** Exercise goal **
An exact transcription of the data below, complete and unaltered, is the expected answer.

** Supplied material **
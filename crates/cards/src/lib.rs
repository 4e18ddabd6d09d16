// Copyright (C) 2025 Vince Vasta
// SPDX-License-Identifier: Apache-2.0

//! Showdown cards types.
//!
//! This crate define types to create and parse cards:
//!
//! ```
//! # use showdown_cards::{Card, Rank, Suit};
//! let ah = Card::new(Rank::Ace, Suit::Hearts);
//! let td = "10d".parse::<Card>().unwrap();
//! assert_eq!(td, Card::new(Rank::Ten, Suit::Diamonds));
//! assert_eq!("Ah".parse::<Card>().unwrap(), ah);
//! ```
//!
//! Jokers are written with an `O` face followed by any suit character:
//!
//! ```
//! # use showdown_cards::Card;
//! let joker = "Oc".parse::<Card>().unwrap();
//! assert!(joker.is_joker());
//! ```
//!
//! and a [Deck] type for shuffling and iterating cards in the deck.
//!
//! For example to iterate through all 5 cards hands:
//!
//! ```no_run
//! # use showdown_cards::Deck;
//! let mut counter = 0;
//! Deck::default().for_each(5, |hand| {
//!     counter += 1;
//! });
//! assert_eq!(counter, 2_598_960);
//! ```
#![warn(clippy::all, rust_2018_idioms, missing_docs)]
mod deck;
pub use deck::{Card, Deck, Face, ParseCardError, Rank, Suit};
// Copyright (C) 2025 Vince Vasta
// SPDX-License-Identifier: Apache-2.0

//! Games registry.
use ahash::AHashMap;
use log::debug;

use crate::{error::Result, game::Game};

/// A reference to a game, by name or by value.
#[derive(Debug, Clone, Copy)]
pub enum GameRef<'a> {
    /// A registered game name.
    Name(&'a str),
    /// A custom game.
    Game(&'a Game),
}

impl<'a> From<&'a str> for GameRef<'a> {
    fn from(name: &'a str) -> Self {
        GameRef::Name(name)
    }
}

impl<'a> From<&'a String> for GameRef<'a> {
    fn from(name: &'a String) -> Self {
        GameRef::Name(name.as_str())
    }
}

impl<'a> From<&'a Game> for GameRef<'a> {
    fn from(game: &'a Game) -> Self {
        GameRef::Game(game)
    }
}

/// Registered games by name.
#[derive(Debug, Clone)]
pub struct Games {
    games: AHashMap<String, Game>,
    fallback: Game,
}

impl Default for Games {
    fn default() -> Self {
        let games = Game::PRESETS
            .iter()
            .filter_map(|name| Game::preset(name))
            .map(|game| (game.name.clone(), game))
            .collect();

        Self {
            games,
            fallback: Game::standard(),
        }
    }
}

impl Games {
    /// Validates and registers a game, replacing a game with the same name.
    pub fn insert(&mut self, game: Game) -> Result<()> {
        game.validate()?;
        debug!("Registered game {}", game.name);
        self.games.insert(game.name.clone(), game);
        Ok(())
    }

    /// Returns a game by name, unknown names resolve to the standard game.
    pub fn get(&self, name: &str) -> &Game {
        match self.games.get(name) {
            Some(game) => game,
            None => {
                debug!("Unknown game {name}, using {}", Game::STANDARD);
                self.games.get(Game::STANDARD).unwrap_or(&self.fallback)
            }
        }
    }

    /// Checks if a game is registered.
    pub fn contains(&self, name: &str) -> bool {
        self.games.contains_key(name)
    }

    /// Resolves a game reference.
    pub fn resolve<'a>(&'a self, game: GameRef<'a>) -> &'a Game {
        match game {
            GameRef::Name(name) => self.get(name),
            GameRef::Game(game) => game,
        }
    }

    /// The registered games sorted by name.
    pub fn iter(&self) -> impl Iterator<Item = &Game> {
        let mut games = self.games.values().collect::<Vec<_>>();
        games.sort_by(|a, b| a.name.cmp(&b.name));
        games.into_iter()
    }

    /// The number of registered games.
    pub fn len(&self) -> usize {
        self.games.len()
    }

    /// Checks if no games are registered.
    pub fn is_empty(&self) -> bool {
        self.games.is_empty()
    }
}

#[cfg(test)]
mod tests {
    use super::*;
    use crate::{Error, HandType};

    #[test]
    fn default_presets() {
        let games = Games::default();
        assert_eq!(games.len(), Game::PRESETS.len());
        assert!(games.contains("deuceswild"));
        assert_eq!(games.get("boss").draw_qualify, 4);

        let names = games.iter().map(|g| g.name.as_str()).collect::<Vec<_>>();
        let mut sorted = names.clone();
        sorted.sort();
        assert_eq!(names, sorted);
    }

    #[test]
    fn unknown_falls_back() {
        let games = Games::default();
        assert_eq!(games.get("holdem").name, Game::STANDARD);
        assert_eq!(games.resolve("holdem".into()).name, Game::STANDARD);
    }

    #[test]
    fn insert_validates() {
        let mut games = Games::default();
        let custom = Game {
            name: "twocard".to_string(),
            cards_in_hand: 2,
            hand_types: vec![HandType::OnePair, HandType::HighCard],
            ..Game::standard()
        };

        games.insert(custom.clone()).unwrap();
        assert_eq!(games.get("twocard"), &custom);

        let broken = Game {
            name: "broken".to_string(),
            hand_types: vec![],
            ..Game::standard()
        };
        assert!(matches!(
            games.insert(broken),
            Err(Error::InvalidGame { .. })
        ));
        assert!(!games.contains("broken"));
    }
}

** Answer for the task **
filename crates/cards/src/lib.rs
repository 4e18ddabd6d09d16
// Copyright (C) 2025 Vince Vasta
// SPDX-License-Identifier: Apache-2.0

//! Showdown cards types.
//!
//! This crate define types to create and parse cards:
//!
//! ```
//! # use showdown_cards::{Card, Rank, Suit};
//! let ah = Card::new(Rank::Ace, Suit::Hearts);
//! let td = "10d".parse::<Card>().unwrap();
//! assert_eq!(td, Card::new(Rank::Ten, Suit::Diamonds));
//! assert_eq!("Ah".parse::<Card>().unwrap(), ah);
//! ```
//!
//! Jokers are written with an `O` face followed by any suit character:
//!
//! ```
//! # use showdown_cards::Card;
//! let joker = "Oc".parse::<Card>().unwrap();
//! assert!(joker.is_joker());
//! ```
//!
//! and a [Deck] type for shuffling and iterating cards in the deck.
//!
//! For example to iterate through all 5 cards hands:
//!
//! ```no_run
//! # use showdown_cards::Deck;
//! let mut counter = 0;
//! Deck::default().for_each(5, |hand| {
//!     counter += 1;
//! });
//! assert_eq!(counter, 2_598_960);
//! ```
#![warn(clippy::all, rust_2018_idioms, missing_docs)]
mod deck;
pub use deck::{Card, Deck, Face, ParseCardError, Rank, Suit};
// Copyright (C) 2025 Vince Vasta
// SPDX-License-Identifier: Apache-2.0

//! Games registry.
use ahash::AHashMap;
use log::debug;

use crate::{error::Result, game::Game};

/// A reference to a game, by name or by value.
#[derive(Debug, Clone, Copy)]
pub enum GameRef<'a> {
    /// A registered game name.
    Name(&'a str),
    /// A custom game.
    Game(&'a Game),
}

impl<'a> From<&'a str> for GameRef<'a> {
    fn from(name: &'a str) -> Self {
        GameRef::Name(name)
    }
}

impl<'a> From<&'a String> for GameRef<'a> {
    fn from(name: &'a String) -> Self {
        GameRef::Name(name.as_str())
    }
}

impl<'a> From<&'a Game> for GameRef<'a> {
    fn from(game: &'a Game) -> Self {
        GameRef::Game(game)
    }
}

/// Registered games by name.
#[derive(Debug, Clone)]
pub struct Games {
    games: AHashMap<String, Game>,
    fallback: Game,
}

impl Default for Games {
    fn default() -> Self {
        let games = Game::PRESETS
            .iter()
            .filter_map(|name| Game::preset(name))
            .map(|game| (game.name.clone(), game))
            .collect();

        Self {
            games,
            fallback: Game::standard(),
        }
    }
}

impl Games {
    /// Validates and registers a game, replacing a game with the same name.
    pub fn insert(&mut self, game: Game) -> Result<()> {
        game.validate()?;
        debug!("Registered game {}", game.name);
        self.games.insert(game.name.clone(), game);
        Ok(())
    }

    /// Returns a game by name, unknown names resolve to the standard game.
    pub fn get(&self, name: &str) -> &Game {
        match self.games.get(name) {
            Some(game) => game,
            None => {
                debug!("Unknown game {name}, using {}", Game::STANDARD);
                self.games.get(Game::STANDARD).unwrap_or(&self.fallback)
            }
        }
    }

    /// Checks if a game is registered.
    pub fn contains(&self, name: &str) -> bool {
        self.games.contains_key(name)
    }

    /// Resolves a game reference.
    pub fn resolve<'a>(&'a self, game: GameRef<'a>) -> &'a Game {
        match game {
            GameRef::Name(name) => self.get(name),
            GameRef::Game(game) => game,
        }
    }

    /// The registered games sorted by name.
    pub fn iter(&self) -> impl Iterator<Item = &Game> {
        let mut games = self.games.values().collect::<Vec<_>>();
        games.sort_by(|a, b| a.name.cmp(&b.name));
        games.into_iter()
    }

    /// The number of registered games.
    pub fn len(&self) -> usize {
        self.games.len()
    }

    /// Checks if no games are registered.
    pub fn is_empty(&self) -> bool {
        self.games.is_empty()
    }
}

#[cfg(test)]
mod tests {
    use super::*;
    use crate::{Error, HandType};

    #[test]
    fn default_presets() {
        let games = Games::default();
        assert_eq!(games.len(), Game::PRESETS.len());
        assert!(games.contains("deuceswild"));
        assert_eq!(games.get("boss").draw_qualify, 4);

        let names = games.iter().map(|g| g.name.as_str()).collect::<Vec<_>>();
        let mut sorted = names.clone();
        sorted.sort();
        assert_eq!(names, sorted);
    }

    #[test]
    fn unknown_falls_back() {
        let games = Games::default();
        assert_eq!(games.get("holdem").name, Game::STANDARD);
        assert_eq!(games.resolve("holdem".into()).name, Game::STANDARD);
    }

    #[test]
    fn insert_validates() {
        let mut games = Games::default();
        let custom = Game {
            name: "twocard".to_string(),
            cards_in_hand: 2,
            hand_types: vec![HandType::OnePair, HandType::HighCard],
            ..Game::standard()
        };

        games.insert(custom.clone()).unwrap();
        assert_eq!(games.get("twocard"), &custom);

        let broken = Game {
            name: "broken".to_string(),
            hand_types: vec![],
            ..Game::standard()
        };
        assert!(matches!(
            games.insert(broken),
            Err(Error::InvalidGame { .. })
        ));
        assert!(!games.contains("broken"));
    }
}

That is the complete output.